Diagnosis: Not Enough Nurses [Newsweek] - page 2

From Newsweek The national shortage is already acute—and your safety is at risk. How to fix the problem. Dec. 12, 2005 issue - When Liz Tattersall first considered nursing, it sounded like a... Read More

  1. by   SmilingBluEyes
    Quote from Angie O'Plasty, RN
    If hospitals want nurses to stay, the best thing that could be done is to improve nurse-to-patient ratios.

    It is my firm belief that the reason nurses are burning out at the bedside is that the current staffing ratios of most hospitals are unrealistic and unworkable.
    very well-said.
  2. by   pricklypear
    Quote from Angie O'Plasty, RN
    If hospitals want nurses to stay, the best thing that could be done is to improve nurse-to-patient ratios.

    It is my firm belief that the reason nurses are burning out at the bedside is that the current staffing ratios of most hospitals are unrealistic and unworkable.
    Totally right on. It's not about benefits, vacations, or even pay. It's the attitude of "do more with less and less." Shove more paperwork down our throats, make us even more responsible for what everybody else should be doing, then don't back us up in the end. Always the low man on the totem pole.

    Right now, my job is making me feel like I'm not much smarter or competent than the average idiot. I need to be told how to do everything. From how to dress to how to "get along with peers." Can't even be trusted to draw up and administer insulin without a witness. But it's perfectly OK to give me several critically ill patients and no help. As long as I'm dressed according to code and not chewing gum.
  3. by   SharonH, RN
    Quote from ocankhe
    There are many career paths opened to RNs. Just because a RN chooses to work in an area other then direct patient care doesn't mean that the RN has left the Nursing profession. The shortage is not in the number of RNs but rather in the RNs who are willing to work in the conditions typically found in todays hospitals clinic and nursing homes. At one time over 90% of employment opportunites for RN were hospital based. That number has dwindled to the high 50% range. Thats the main reason for the shortage. Employment opportunities outside of direct patient care and hospital not willing to compete in the non hospital market place for RNs.

    I agree that there is a shortage of nurses who are willing to work at the bedside. However, I am not so sure that the reason is due to competition from non-bedside opportunities. Personally, if I am unable to find work outside of the hospital in the future I will look for work outside of nursing.
  4. by   nurse4theplanet
    Beside nursing is difficult. It's alot of physical work and staying on your feet. You get pulled in twenty different directions at one time. It's emotionally demanding. It takes a special person to stay in floor nursing. Even if there was not a shortage of nurses, I think there would remain a huge turn-over in bedside nursing. That's just the nature of the job...
  5. by   Hellllllo Nurse
    Quote from hope3456
    Tattersall is not alone. Multiply her story by thousands of nurses across the country who've left the profession, and you can see why 30 U.S. states today have nursing shortages.

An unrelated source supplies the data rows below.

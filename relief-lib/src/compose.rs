// This Source Code Form is subject to the terms of the Mozilla Public
// License, v. 2.0. If a copy of the MPL was not distributed with this
// file, You can obtain one at http://mozilla.org/MPL/2.0/.

//! Per-frame composition of face placement, fit and user adjustments
//! into the final transform of the relief plane.
//!
//! Nothing here touches the fields, so it is cheap enough to run every frame.

use nalgebra::{Isometry3, Matrix4, Point3, Rotation3, Translation3, UnitQuaternion, Vector2, Vector3};

#[cfg(feature = "serde")]
use serde::Deserialize;

use crate::face::FacePlacement;
use crate::fit::{DesignTarget, FitResult, MM_TO_UNITS};

/// Tolerance of the overflow check, in box units.
const OVERFLOW_TOLERANCE: f64 = 1e-9;

/// User adjustable relief parameters.
#[derive(Debug, Clone, Copy, PartialEq)]
#[cfg_attr(feature = "serde", derive(Deserialize))]
#[cfg_attr(feature = "serde", serde(default))]
pub struct ReliefParams {
    /// Physical relief depth, clamped to the design target depth range.
    pub depth_mm: f64,
    /// Depth multiplier.
    pub boost: f64,
    /// Carve into the object instead of raising out of it.
    pub invert: bool,
    /// In-plane rotation added to the automatic fit rotation.
    pub rotation_deg: f64,
    pub flip_horizontal: bool,
    pub flip_vertical: bool,
    /// Offset in field pixels, along the face right and up axes.
    pub offset_px: (f64, f64),
    /// Uniform multiplier applied after the automatic fit.
    pub scale: f64,
}

impl Default for ReliefParams {
    fn default() -> Self {
        Self {
            depth_mm: 2.0,
            boost: 1.0,
            invert: false,
            rotation_deg: 0.0,
            flip_horizontal: false,
            flip_vertical: false,
            offset_px: (0.0, 0.0),
            scale: 1.0,
        }
    }
}

/// Final transform of the relief plane.
#[derive(Debug, Clone, Copy, PartialEq)]
pub struct PlaneTransform {
    pub position: Point3<f64>,
    pub rotation: UnitQuaternion<f64>,
    /// Unrotated plane extent, box units.
    pub width: f64,
    pub height: f64,
    /// In-plane angle (radians) of the design relative to the face basis.
    pub angle: f64,
    /// Offset from the face center along the face (right, up) axes.
    pub offset: Vector2<f64>,
    /// Box units of displacement per unit of field value, negative when inverted.
    pub displacement_scale: f64,
    pub mirror_u: bool,
    pub mirror_v: bool,
}

impl PlaneTransform {
    /// Height of the relief surface for a displacement field value.
    pub fn displace(&self, value: f32) -> f64 {
        value as f64 * self.displacement_scale
    }

    /// Extent of the rotated plane along the face (right, up) axes.
    pub fn footprint(&self) -> (f64, f64) {
        let (sin, cos) = self.angle.sin_cos();
        let (sin, cos) = (sin.abs(), cos.abs());
        (
            self.width * cos + self.height * sin,
            self.width * sin + self.height * cos,
        )
    }

    /// Whether the plane, offsets included, spills out of the available area.
    pub fn overflows(&self, placement: &FacePlacement, margin: f64) -> bool {
        let avail_w = (placement.face_width - margin).max(0.0);
        let avail_h = (placement.face_height - margin).max(0.0);
        let (w, h) = self.footprint();
        self.offset.x.abs() + 0.5 * w > 0.5 * avail_w + OVERFLOW_TOLERANCE
            || self.offset.y.abs() + 0.5 * h > 0.5 * avail_h + OVERFLOW_TOLERANCE
    }

    /// Model matrix of a unit plane centered at the origin in the XY plane.
    /// Mirroring is folded into negative scales.
    pub fn model_matrix(&self) -> Matrix4<f64> {
        let sign = |m: bool| if m { -1.0 } else { 1.0 };
        let isometry = Isometry3::from_parts(Translation3::from(self.position.coords), self.rotation);
        isometry.to_homogeneous()
            * Matrix4::new_nonuniform_scaling(&Vector3::new(
                sign(self.mirror_u) * self.width,
                sign(self.mirror_v) * self.height,
                1.0,
            ))
    }
}

/// Compose the plane transform from the face placement, the fit and the user parameters.
///
/// `field_size` is the (width, height) of the fields in pixels, used to convert
/// `offset_px`. A zero size, when no field exists yet, disables the offsets.
pub fn compose(
    placement: &FacePlacement,
    fit: &FitResult,
    target: &DesignTarget,
    params: &ReliefParams,
    field_size: (usize, usize),
) -> PlaneTransform {
    let (design_width, design_height) = target.size_units();
    let scale = fit.scale * params.scale.max(0.0);
    let width = design_width * scale;
    let height = design_height * scale;

    let angle = (fit.rotation_deg() + params.rotation_deg).to_radians();
    let spin = Rotation3::from_axis_angle(&Vector3::z_axis(), angle);
    let rotation = UnitQuaternion::from_rotation_matrix(&(placement.rotation * spin));

    let (field_width, field_height) = field_size;
    let per_pixel = |extent: f64, pixels: usize| {
        if pixels == 0 {
            0.0
        } else {
            extent / pixels as f64
        }
    };
    let offset = Vector2::new(
        params.offset_px.0 * per_pixel(width, field_width),
        params.offset_px.1 * per_pixel(height, field_height),
    );
    let position = placement.position + placement.right * offset.x + placement.up * offset.y;

    let depth_units = target.clamp_depth_mm(params.depth_mm) * params.boost * MM_TO_UNITS;
    let displacement_scale = if params.invert {
        -depth_units
    } else {
        depth_units
    };

    PlaneTransform {
        position,
        rotation,
        width,
        height,
        angle,
        offset,
        displacement_scale,
        mirror_u: params.flip_horizontal,
        mirror_v: params.flip_vertical,
    }
}
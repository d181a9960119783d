// This Source Code Form is subject to the terms of the Mozilla Public
// License, v. 2.0. If a copy of the MPL was not distributed with this
// file, You can obtain one at http://mozilla.org/MPL/2.0/.

//! Ownership of the current fields across asynchronous rebuilds.
//!
//! Each new image gets a ticket. A build result is only accepted if its ticket
//! is still the latest one issued, so an old image finishing late never
//! overwrites a newer one.

use crate::field::ReliefFields;

/// Handle identifying one field build request.
#[derive(Debug, Clone, Copy, PartialEq, Eq, PartialOrd, Ord, Hash)]
pub struct BuildTicket(u64);

impl BuildTicket {
    pub fn generation(&self) -> u64 {
        self.0
    }
}

/// Current fields and the generation counter of build requests.
#[derive(Debug, Default)]
pub struct FieldSession {
    generation: u64,
    fields: Option<ReliefFields>,
}

impl FieldSession {
    pub fn new() -> Self {
        Self::default()
    }

    /// Start a new build, superseding every build started before.
    pub fn begin(&mut self) -> BuildTicket {
        self.generation += 1;
        log::debug!("Field build #{} started", self.generation);
        BuildTicket(self.generation)
    }

    pub fn is_current(&self, ticket: BuildTicket) -> bool {
        ticket.0 == self.generation
    }

    /// Store the result of a build if it is still the latest request.
    /// Returns whether the fields were accepted.
    pub fn commit(&mut self, ticket: BuildTicket, fields: ReliefFields) -> bool {
        if !self.is_current(ticket) {
            log::debug!(
                "Dropping stale fields of build #{} (latest is #{})",
                ticket.0,
                self.generation
            );
            return false;
        }
        self.fields = Some(fields);
        true
    }

    pub fn fields(&self) -> Option<&ReliefFields> {
        self.fields.as_ref()
    }

    /// Report a failed build. Returns whether the failure concerns the latest
    /// request, in which case the previous fields are dropped.
    pub fn fail(&mut self, ticket: BuildTicket) -> bool {
        if !self.is_current(ticket) {
            log::debug!("Build #{} failed after being superseded", ticket.0);
            return false;
        }
        self.clear();
        true
    }

    /// Forget the current fields.
    pub fn clear(&mut self) {
        self.fields = None;
    }
}

#[cfg(test)]
mod tests {
    use super::*;
    use nalgebra::{DMatrix, Vector3};

    fn fields(value: f32) -> ReliefFields {
        ReliefFields {
            displacement: DMatrix::repeat(2, 2, value),
            normals: DMatrix::repeat(2, 2, Vector3::z()),
        }
    }

    #[test]
    fn latest_request_wins_regardless_of_completion_order() {
        let mut session = FieldSession::new();
        let first = session.begin();
        let second = session.begin();
        assert!(!session.is_current(first));

        // The second build completes first.
        assert!(session.commit(second, fields(0.2)));
        // The first one completes late and is discarded.
        assert!(!session.commit(first, fields(0.1)));
        assert_eq!(session.fields().unwrap().displacement[(0, 0)], 0.2);
    }

    #[test]
    fn superseded_build_never_lands() {
        let mut session = FieldSession::new();
        let old = session.begin();
        let _new = session.begin();
        assert!(!session.commit(old, fields(0.5)));
        assert!(session.fields().is_none());
    }

    #[test]
    fn failure_of_latest_request_drops_old_fields() {
        let mut session = FieldSession::new();
        let first = session.begin();
        assert!(session.commit(first, fields(0.3)));
        let second = session.begin();
        assert!(session.fail(second));
        assert!(session.fields().is_none());
    }

    #[test]
    fn failure_of_superseded_request_is_ignored() {
        let mut session = FieldSession::new();
        let old = session.begin();
        let new = session.begin();
        assert!(session.commit(new, fields(0.7)));
        assert!(!session.fail(old));
        assert_eq!(session.fields().unwrap().displacement[(0, 0)], 0.7);
    }

    #[test]
    fn tickets_are_increasing() {
        let mut session = FieldSession::new();
        let a = session.begin();
        let b = session.begin();
        assert!(b > a);
        assert_eq!(b.generation(), 2);
        session.commit(b, fields(1.0));
        session.clear();
        assert!(session.fields().is_none());
    }
}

    Only 30 states? So which states aren't short on nurses and which ones are?

    I was reading on The Dept of Labor website that Kansas has a surplus of over 2000 RNs.

    Also, in some states, there are "shortages" in the major metro areas, but the nurse to job ratio in the state overall indicates a surplus of nurses.

    For example, I live in a rural area in Texas. There are too many nurses here.
    I've been looking for a job for over a year, without success. that's why I'm a traveler.
  6. by   Hellllllo Nurse
    Quote from pricklypear
    Totally right on. It's not about benefits, vacations, or even pay. It's the attitude of "do more with less and less." Shove more paperwork down our throats, make us even more responsible for what everybody else should be doing, then don't back us up in the end. Always the low man on the totem pole.

    Right now, my job is making me feel like I'm not much smarter or competent than the average idiot. I need to be told how to do everything. From how to dress to how to "get along with peers." Can't even be trusted to draw up and administer insulin without a witness. But it's perfectly OK to give me several critically ill patients and no help. As long as I'm dressed according to code and not chewing gum.